Finish date pushed back for filtration system to remove PFAS
WILMINGTON, N.C. (WECT) - Keeping our water clean is an ongoing process, but Cape Fear Public Utility Authority customers now have to wait a bit longer to see PFAS removed from their drinking water.
A new filtration system that was supposed to be up and running at the start of next year now isn’t expected to go online until June. Officials with CFPUA say it has to do with the supply chain and labor shortages that are plaguing the nation along with COVID-19-related problems. In the meantime, CFPUA is working to keep as much PFAS out of your drinking water as it can.
The public utility authority’s board voted this morning to spend $700,835 to replace the Granular Activated Carbon system that helps filter out PFAS contaminants like GenX. The Sweeny Water Treatment Plant has 14 of those filters in place right now, but only seven will be out of service while the carbon is replaced. Customers won’t see any interruption in service during this time.

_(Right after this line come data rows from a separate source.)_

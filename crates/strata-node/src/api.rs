use std::collections::BTreeSet;
use std::net::SocketAddr;
use std::sync::Arc;

use axum::{
    body::Bytes,
    extract::{DefaultBodyLimit, Path, Query, State},
    http::{header, HeaderMap, Method},
    response::IntoResponse,
    routing::{get, post, put},
    Json, Router,
};
use libp2p::PeerId;
use serde::{Deserialize, Serialize};
use subtle::ConstantTimeEq;
use tower_http::cors::{Any, CorsLayer};
use tower_http::trace::TraceLayer;
use tracing::info;

use strata_net::PeerSummary;
use strata_shared::{Cid, ContentType, GuildId};
use strata_store::{GuildMode, PolicyState};

use crate::error::ApiError;
use crate::gc::GcReport;
use crate::node::{NodeStatus, StorageNode};

/// Extra room above the blob size limit so oversized uploads reach the
/// store and get a proper error instead of a dropped connection.
const BODY_LIMIT_SLACK: usize = 64 * 1024;

#[derive(Clone)]
pub struct AppState {
    pub node: Arc<StorageNode>,
    pub admin_token: Option<Arc<str>>,
}

impl AppState {
    pub fn new(node: Arc<StorageNode>, admin_token: Option<String>) -> Self {
        Self {
            node,
            admin_token: admin_token.filter(|t| !t.is_empty()).map(Arc::from),
        }
    }
}

pub fn build_router(state: AppState) -> Router {
    let cors = CorsLayer::new()
        .allow_origin(Any)
        .allow_methods([Method::GET, Method::POST, Method::PUT, Method::DELETE, Method::OPTIONS])
        .allow_headers(Any);
    let body_limit = state.node.store().limits().max_blob_size + BODY_LIMIT_SLACK;

    Router::new()
        .route("/health", get(health_check))
        .route("/status", get(node_status))
        .route("/peers", get(list_peers))
        .route("/blob", post(blob_store))
        .route("/blob/:cid", get(blob_fetch).delete(blob_delete))
        .route("/blob/:cid/pin", post(blob_pin))
        .route("/blob/:cid/unpin", post(blob_unpin))
        .route("/policy", get(policy_get))
        .route("/policy/cids/block", post(policy_block_cid))
        .route("/policy/cids/unblock", post(policy_unblock_cid))
        .route("/policy/peers/block", post(policy_block_peer))
        .route("/policy/peers/unblock", post(policy_unblock_peer))
        .route("/policy/guilds", put(policy_set_guilds))
        .route("/peers/:peer_id/reset-reputation", post(peer_reset_reputation))
        .route("/gc/run", post(gc_run))
        .layer(DefaultBodyLimit::max(body_limit))
        .layer(cors)
        .layer(TraceLayer::new_for_http())
        .with_state(state)
}

pub async fn serve(state: AppState, addr: SocketAddr) -> anyhow::Result<()> {
    let app = build_router(state);

    info!(addr = %addr, "Starting HTTP status bridge");

    let listener = tokio::net::TcpListener::bind(addr).await?;
    axum::serve(listener, app).await?;

    Ok(())
}

#[derive(Serialize)]
struct HealthResponse {
    status: &'static str,
    version: &'static str,
}

#[derive(Deserialize)]
struct StoreQuery {
    content_type: Option<String>,
    guild: Option<String>,
    #[serde(default)]
    pin: bool,
}

#[derive(Serialize)]
struct StoredResponse {
    cid: Cid,
    size: usize,
}

#[derive(Deserialize)]
struct CidRequest {
    cid: String,
}

#[derive(Deserialize)]
struct PeerRequest {
    peer_id: String,
}

#[derive(Deserialize)]
struct GuildPolicyRequest {
    mode: GuildMode,
    #[serde(default)]
    allowed: BTreeSet<GuildId>,
    #[serde(default)]
    blocked: BTreeSet<GuildId>,
}

#[derive(Serialize)]
struct PolicyChange {
    changed: bool,
    version: u64,
}

async fn health_check() -> Json<HealthResponse> {
    Json(HealthResponse {
        status: "ok",
        version: env!("CARGO_PKG_VERSION"),
    })
}

async fn node_status(State(state): State<AppState>) -> Result<Json<NodeStatus>, ApiError> {
    Ok(Json(state.node.status().await?))
}

async fn list_peers(State(state): State<AppState>) -> Json<Vec<PeerSummary>> {
    Json(state.node.peers().summaries().await)
}

async fn blob_store(
    State(state): State<AppState>,
    Query(query): Query<StoreQuery>,
    body: Bytes,
) -> Result<Json<StoredResponse>, ApiError> {
    let content_type = match query.content_type.as_deref() {
        Some(raw) => raw
            .parse::<ContentType>()
            .map_err(|e| ApiError::BadRequest(e.to_string()))?,
        None => ContentType::Media,
    };
    let guild = query.guild.filter(|g| !g.is_empty()).map(GuildId::new);

    let cid = state
        .node
        .store_blob(&body, content_type, guild, query.pin)
        .await?;

    info!(cid = %cid, size = body.len(), "Blob stored via HTTP");
    Ok(Json(StoredResponse {
        cid,
        size: body.len(),
    }))
}

async fn blob_fetch(
    State(state): State<AppState>,
    Path(cid): Path<String>,
) -> Result<impl IntoResponse, ApiError> {
    let cid = parse_cid(&cid)?;
    let data = state.node.retrieve(&cid).await?;
    Ok(([(header::CONTENT_TYPE, "application/octet-stream")], data))
}

async fn blob_delete(
    headers: HeaderMap,
    State(state): State<AppState>,
    Path(cid): Path<String>,
) -> Result<Json<serde_json::Value>, ApiError> {
    verify_admin_token(&headers, &state)?;
    let cid = parse_cid(&cid)?;
    let size = state.node.delete_blob(&cid).await?;
    Ok(Json(serde_json::json!({ "deleted": true, "size": size })))
}

async fn blob_pin(
    headers: HeaderMap,
    State(state): State<AppState>,
    Path(cid): Path<String>,
) -> Result<Json<serde_json::Value>, ApiError> {
    verify_admin_token(&headers, &state)?;
    let cid = parse_cid(&cid)?;
    state.node.pin(&cid).await?;
    Ok(Json(serde_json::json!({ "pinned": true })))
}

async fn blob_unpin(
    headers: HeaderMap,
    State(state): State<AppState>,
    Path(cid): Path<String>,
) -> Result<Json<serde_json::Value>, ApiError> {
    verify_admin_token(&headers, &state)?;
    let cid = parse_cid(&cid)?;
    state.node.unpin(&cid).await?;
    Ok(Json(serde_json::json!({ "pinned": false })))
}

async fn policy_get(State(state): State<AppState>) -> Json<PolicyState> {
    Json(state.node.policy().snapshot())
}

async fn policy_block_cid(
    headers: HeaderMap,
    State(state): State<AppState>,
    Json(req): Json<CidRequest>,
) -> Result<Json<PolicyChange>, ApiError> {
    verify_admin_token(&headers, &state)?;
    let cid = parse_cid(&req.cid)?;
    let changed = state.node.policy().block_cid(cid)?;
    Ok(policy_change(&state, changed))
}

async fn policy_unblock_cid(
    headers: HeaderMap,
    State(state): State<AppState>,
    Json(req): Json<CidRequest>,
) -> Result<Json<PolicyChange>, ApiError> {
    verify_admin_token(&headers, &state)?;
    let cid = parse_cid(&req.cid)?;
    let changed = state.node.policy().unblock_cid(&cid)?;
    Ok(policy_change(&state, changed))
}

async fn policy_block_peer(
    headers: HeaderMap,
    State(state): State<AppState>,
    Json(req): Json<PeerRequest>,
) -> Result<Json<PolicyChange>, ApiError> {
    verify_admin_token(&headers, &state)?;
    let peer = parse_peer(&req.peer_id)?;
    let changed = state.node.policy().block_peer(&peer)?;
    if changed {
        info!(peer = %peer, "Admin blocked peer");
    }
    Ok(policy_change(&state, changed))
}

async fn policy_unblock_peer(
    headers: HeaderMap,
    State(state): State<AppState>,
    Json(req): Json<PeerRequest>,
) -> Result<Json<PolicyChange>, ApiError> {
    verify_admin_token(&headers, &state)?;
    let peer = parse_peer(&req.peer_id)?;
    let changed = state.node.policy().unblock_peer(&peer)?;
    Ok(policy_change(&state, changed))
}

async fn policy_set_guilds(
    headers: HeaderMap,
    State(state): State<AppState>,
    Json(req): Json<GuildPolicyRequest>,
) -> Result<Json<PolicyChange>, ApiError> {
    verify_admin_token(&headers, &state)?;
    let changed = state
        .node
        .policy()
        .set_guild_policy(req.mode, req.allowed, req.blocked)?;
    Ok(policy_change(&state, changed))
}

async fn peer_reset_reputation(
    headers: HeaderMap,
    State(state): State<AppState>,
    Path(peer_id): Path<String>,
) -> Result<Json<serde_json::Value>, ApiError> {
    verify_admin_token(&headers, &state)?;
    let peer = parse_peer(&peer_id)?;
    if !state.node.peers().reset_reputation(&peer).await {
        return Err(ApiError::NotFound(format!("Unknown peer {peer}")));
    }
    info!(peer = %peer, "Admin reset peer reputation");
    Ok(Json(serde_json::json!({ "reset": true })))
}

async fn gc_run(
    headers: HeaderMap,
    State(state): State<AppState>,
) -> Result<Json<GcReport>, ApiError> {
    verify_admin_token(&headers, &state)?;
    Ok(Json(state.node.run_gc().await?))
}

fn policy_change(state: &AppState, changed: bool) -> Json<PolicyChange> {
    Json(PolicyChange {
        changed,
        version: state.node.policy().snapshot().version,
    })
}

fn verify_admin_token(headers: &HeaderMap, state: &AppState) -> Result<(), ApiError> {
    let Some(ref expected) = state.admin_token else {
        return Err(ApiError::Forbidden(
            "Admin API is disabled (no admin token configured)".into(),
        ));
    };

    let auth = headers
        .get(header::AUTHORIZATION)
        .and_then(|v| v.to_str().ok())
        .unwrap_or("");
    let token = auth.strip_prefix("Bearer ").unwrap_or(auth);

    let token_bytes = token.as_bytes();
    let expected_bytes = expected.as_bytes();
    if token_bytes.len() != expected_bytes.len()
        || token_bytes.ct_eq(expected_bytes).unwrap_u8() != 1
    {
        return Err(ApiError::Forbidden("Invalid admin token".into()));
    }

    Ok(())
}

fn parse_cid(raw: &str) -> Result<Cid, ApiError> {
    raw.trim()
        .parse::<Cid>()
        .map_err(|e| ApiError::BadRequest(e.to_string()))
}

fn parse_peer(raw: &str) -> Result<PeerId, ApiError> {
    raw.trim()
        .parse::<PeerId>()
        .map_err(|e| ApiError::BadRequest(format!("Invalid peer id: {e}")))
}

These replacements have happened regularly since 2018. Although they weren’t meant to filter out PFAS, they’ll stay in place once the new system is online because they filter out other contaminants like 1,4-Dioxane.
“The current smaller filters at the plant, they can remove about 40 percent PFAS from our raw water is what we’re seeing on average,” said Cammie Bellamy, the assistant public information officer for CFPUA. “When these new deep bed filters come online next year, that will jump to about 90 percent removal, so significantly higher level of removal of PFAS.”
Most of the construction on those larger filters is scheduled to wrap up in April.
The filters cost about $46 million to design and build and will cost about $3 million each year afterward to operate. CFPUA hopes Chemours, the company that put the PFAS in the water in the first place, will foot that bill. A lawsuit pressuring the company to do so is pending in federal court.